[[ Records provided, beginning ]]
// demo.rs - Animated ARGB test patterns for exercising a surface
use serde::{Deserialize, Serialize};

use crate::math::{hsv_to_argb, lerp_argb};

const BAR_COLORS: [u32; 8] = [
    0x00FF_FFFF, // white
    0x00FF_FF00, // yellow
    0x0000_FFFF, // cyan
    0x0000_FF00, // green
    0x00FF_00FF, // magenta
    0x00FF_0000, // red
    0x0000_00FF, // blue
    0x0000_0000, // black
];

const CHECKER_SIZE: u32 = 16;

#[derive(Debug, Clone, Copy, PartialEq, Eq, Default, Serialize, Deserialize, clap::ValueEnum)]
#[serde(rename_all = "lowercase")]
pub enum Pattern {
    /// Hue sweep scrolling horizontally
    #[default]
    Rainbow,
    /// Static SMPTE-style color bars - only the first frame changes pixels
    Bars,
    /// Checkerboard moving one pixel per frame
    Checker,
    /// Vertical black-to-white gradient pulsing over time
    Gradient,
}

impl Pattern {
    /// Render frame `frame_number` into `out` (row-major, `width * height` cells)
    pub fn render(self, width: u32, height: u32, frame_number: u64, out: &mut [u32]) {
        if width == 0 || height == 0 {
            return;
        }
        for (index, pixel) in out.iter_mut().enumerate().take(width as usize * height as usize) {
            let x = (index % width as usize) as u32;
            let y = (index / width as usize) as u32;
            *pixel = self.pixel(x, y, width, height, frame_number);
        }
    }

    fn pixel(self, x: u32, y: u32, width: u32, height: u32, frame_number: u64) -> u32 {
        match self {
            Pattern::Rainbow => {
                let hue = (x as f32 / width as f32) + frame_number as f32 / 120.0;
                hsv_to_argb(hue, 1.0, 1.0)
            }
            Pattern::Bars => {
                let bar = (x as usize * BAR_COLORS.len()) / width as usize;
                BAR_COLORS[bar.min(BAR_COLORS.len() - 1)]
            }
            Pattern::Checker => {
                let shift = (frame_number % (2 * CHECKER_SIZE as u64)) as u32;
                let cell = ((x + shift) / CHECKER_SIZE + y / CHECKER_SIZE) % 2;
                if cell == 0 {
                    0x00FF_FFFF
                } else {
                    0
                }
            }
            Pattern::Gradient => {
                let pulse = ((frame_number % 120) as f32 / 120.0 * std::f32::consts::TAU).sin() * 0.5 + 0.5;
                let t = y as f32 / height.max(2).saturating_sub(1) as f32;
                lerp_argb(0, 0x00FF_FFFF, t * pulse)
            }
        }
    }
}
mod color;

pub use color::{hsv_to_argb, lerp_argb};
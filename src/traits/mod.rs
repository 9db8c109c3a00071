pub mod device;

pub use device::*;
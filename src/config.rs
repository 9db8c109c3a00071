// config.rs - Display settings loaded from JSON and merged with CLI flags
use std::fs;
use std::path::Path;

use anyhow::{bail, Context, Result};
use serde::{Deserialize, Serialize};

use crate::cli::Cli;
use crate::core::ChannelOrder;
use crate::demo::Pattern;

pub const DEFAULT_DEVICE: &str = "/dev/fb1";
pub const DEFAULT_FPS: f32 = 60.0;

#[derive(Debug, Clone, PartialEq, Serialize, Deserialize)]
#[serde(default)]
pub struct DisplayConfig {
    /// Device path or dummy_<W>x<H>
    pub device: String,
    /// Maximum update rate
    pub fps: f32,
    pub channel_order: ChannelOrder,
    pub pattern: Pattern,
    /// Frame limit, unlimited when absent
    pub frames: Option<u64>,
}

impl Default for DisplayConfig {
    fn default() -> Self {
        Self {
            device: DEFAULT_DEVICE.to_string(),
            fps: DEFAULT_FPS,
            channel_order: ChannelOrder::default(),
            pattern: Pattern::default(),
            frames: None,
        }
    }
}

impl DisplayConfig {
    /// Parse a JSON document; missing fields take their defaults
    pub fn from_json(json: &str) -> Result<Self> {
        let config: Self = serde_json::from_str(json).context("Failed to parse display config")?;
        Ok(config)
    }

    pub fn load(path: impl AsRef<Path>) -> Result<Self> {
        let path = path.as_ref();
        let json = fs::read_to_string(path)
            .with_context(|| format!("Failed to read config file: {:?}", path))?;
        Self::from_json(&json).with_context(|| format!("Invalid config file: {:?}", path))
    }

    /// Config file (if any) overridden by the flags that were given, then validated
    pub fn resolve(cli: &Cli) -> Result<Self> {
        let mut config = match &cli.config {
            Some(path) => Self::load(path)?,
            None => Self::default(),
        };
        config.apply_cli(cli);
        config.validate()?;
        Ok(config)
    }

    pub fn apply_cli(&mut self, cli: &Cli) {
        if let Some(device) = &cli.device {
            self.device = device.clone();
        }
        if let Some(fps) = cli.fps {
            self.fps = fps;
        }
        if let Some(frames) = cli.frames {
            self.frames = Some(frames);
        }
        if let Some(pattern) = cli.pattern {
            self.pattern = pattern;
        }
        if let Some(order) = cli.channel_order {
            self.channel_order = order;
        }
    }

    /// Number of frames to run; limits beyond `usize` are unlimited
    pub fn frame_limit(&self) -> usize {
        self.frames
            .map_or(usize::MAX, |n| usize::try_from(n).unwrap_or(usize::MAX))
    }

    pub fn validate(&self) -> Result<()> {
        if self.device.trim().is_empty() {
            bail!("device must not be empty");
        }
        if !self.fps.is_finite() || self.fps <= 0.0 {
            bail!("fps must be a positive number, got {}", self.fps);
        }
        Ok(())
    }
}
[[ Records provided, end ]]
§ **Task prompt**
Write the complete data out, exactly as above.

§ **Solution below**
// demo.rs - Animated ARGB test patterns for exercising a surface
use serde::{Deserialize, Serialize};

use crate::math::{hsv_to_argb, lerp_argb};

const BAR_COLORS: [u32; 8] = [
    0x00FF_FFFF, // white
    0x00FF_FF00, // yellow
    0x0000_FFFF, // cyan
    0x0000_FF00, // green
    0x00FF_00FF, // magenta
    0x00FF_0000, // red
    0x0000_00FF, // blue
    0x0000_0000, // black
];

const CHECKER_SIZE: u32 = 16;

#[derive(Debug, Clone, Copy, PartialEq, Eq, Default, Serialize, Deserialize, clap::ValueEnum)]
#[serde(rename_all = "lowercase")]
pub enum Pattern {
    /// Hue sweep scrolling horizontally
    #[default]
    Rainbow,
    /// Static SMPTE-style color bars - only the first frame changes pixels
    Bars,
    /// Checkerboard moving one pixel per frame
    Checker,
    /// Vertical black-to-white gradient pulsing over time
    Gradient,
}

impl Pattern {
    /// Render frame `frame_number` into `out` (row-major, `width * height` cells)
    pub fn render(self, width: u32, height: u32, frame_number: u64, out: &mut [u32]) {
        if width == 0 || height == 0 {
            return;
        }
        for (index, pixel) in out.iter_mut().enumerate().take(width as usize * height as usize) {
            let x = (index % width as usize) as u32;
            let y = (index / width as usize) as u32;
            *pixel = self.pixel(x, y, width, height, frame_number);
        }
    }

    fn pixel(self, x: u32, y: u32, width: u32, height: u32, frame_number: u64) -> u32 {
        match self {
            Pattern::Rainbow => {
                let hue = (x as f32 / width as f32) + frame_number as f32 / 120.0;
                hsv_to_argb(hue, 1.0, 1.0)
            }
            Pattern::Bars => {
                let bar = (x as usize * BAR_COLORS.len()) / width as usize;
                BAR_COLORS[bar.min(BAR_COLORS.len() - 1)]
            }
            Pattern::Checker => {
                let shift = (frame_number % (2 * CHECKER_SIZE as u64)) as u32;
                let cell = ((x + shift) / CHECKER_SIZE + y / CHECKER_SIZE) % 2;
                if cell == 0 {
                    0x00FF_FFFF
                } else {
                    0
                }
            }
            Pattern::Gradient => {
                let pulse = ((frame_number % 120) as f32 / 120.0 * std::f32::consts::TAU).sin() * 0.5 + 0.5;
                let t = y as f32 / height.max(2).saturating_sub(1) as f32;
                lerp_argb(0, 0x00FF_FFFF, t * pulse)
            }
        }
    }
}
mod color;

pub use color::{hsv_to_argb, lerp_argb};
filename src/traits/mod.rs
repository 9db8c109c3a00071
pub mod device;

pub use device::*;
filename src/config.rs
repository 9db8c109c3a00071
// config.rs - Display settings loaded from JSON and merged with CLI flags
use std::fs;
use std::path::Path;

use anyhow::{bail, Context, Result};
use serde::{Deserialize, Serialize};

use crate::cli::Cli;
use crate::core::ChannelOrder;
use crate::demo::Pattern;

pub const DEFAULT_DEVICE: &str = "/dev/fb1";
pub const DEFAULT_FPS: f32 = 60.0;

#[derive(Debug, Clone, PartialEq, Serialize, Deserialize)]
#[serde(default)]
pub struct DisplayConfig {
    /// Device path or dummy_<W>x<H>
    pub device: String,
    /// Maximum update rate
    pub fps: f32,
    pub channel_order: ChannelOrder,
    pub pattern: Pattern,
    /// Frame limit, unlimited when absent
    pub frames: Option<u64>,
}

impl Default for DisplayConfig {
    fn default() -> Self {
        Self {
            device: DEFAULT_DEVICE.to_string(),
            fps: DEFAULT_FPS,
            channel_order: ChannelOrder::default(),
            pattern: Pattern::default(),
            frames: None,
        }
    }
}

impl DisplayConfig {
    /// Parse a JSON document; missing fields take their defaults
    pub fn from_json(json: &str) -> Result<Self> {
        let config: Self = serde_json::from_str(json).context("Failed to parse display config")?;
        Ok(config)
    }

    pub fn load(path: impl AsRef<Path>) -> Result<Self> {
        let path = path.as_ref();
        let json = fs::read_to_string(path)
            .with_context(|| format!("Failed to read config file: {:?}", path))?;
        Self::from_json(&json).with_context(|| format!("Invalid config file: {:?}", path))
    }

    /// Config file (if any) overridden by the flags that were given, then validated
    pub fn resolve(cli: &Cli) -> Result<Self> {
        let mut config = match &cli.config {
            Some(path) => Self::load(path)?,
            None => Self::default(),
        };
        config.apply_cli(cli);
        config.validate()?;
        Ok(config)
    }

    pub fn apply_cli(&mut self, cli: &Cli) {
        if let Some(device) = &cli.device {
            self.device = device.clone();
        }
        if let Some(fps) = cli.fps {
            self.fps = fps;
        }
        if let Some(frames) = cli.frames {
            self.frames = Some(frames);
        }
        if let Some(pattern) = cli.pattern {
            self.pattern = pattern;
        }
        if let Some(order) = cli.channel_order {
            self.channel_order = order;
        }
    }

    /// Number of frames to run; limits beyond `usize` are unlimited
    pub fn frame_limit(&self) -> usize {
        self.frames
            .map_or(usize::MAX, |n| usize::try_from(n).unwrap_or(usize::MAX))
    }

    pub fn validate(&self) -> Result<()> {
        if self.device.trim().is_empty() {
            bail!("device must not be empty");
        }
        if !self.fps.is_finite() || self.fps <= 0.0 {
            bail!("fps must be a positive number, got {}", self.fps);
        }
        Ok(())
    }
}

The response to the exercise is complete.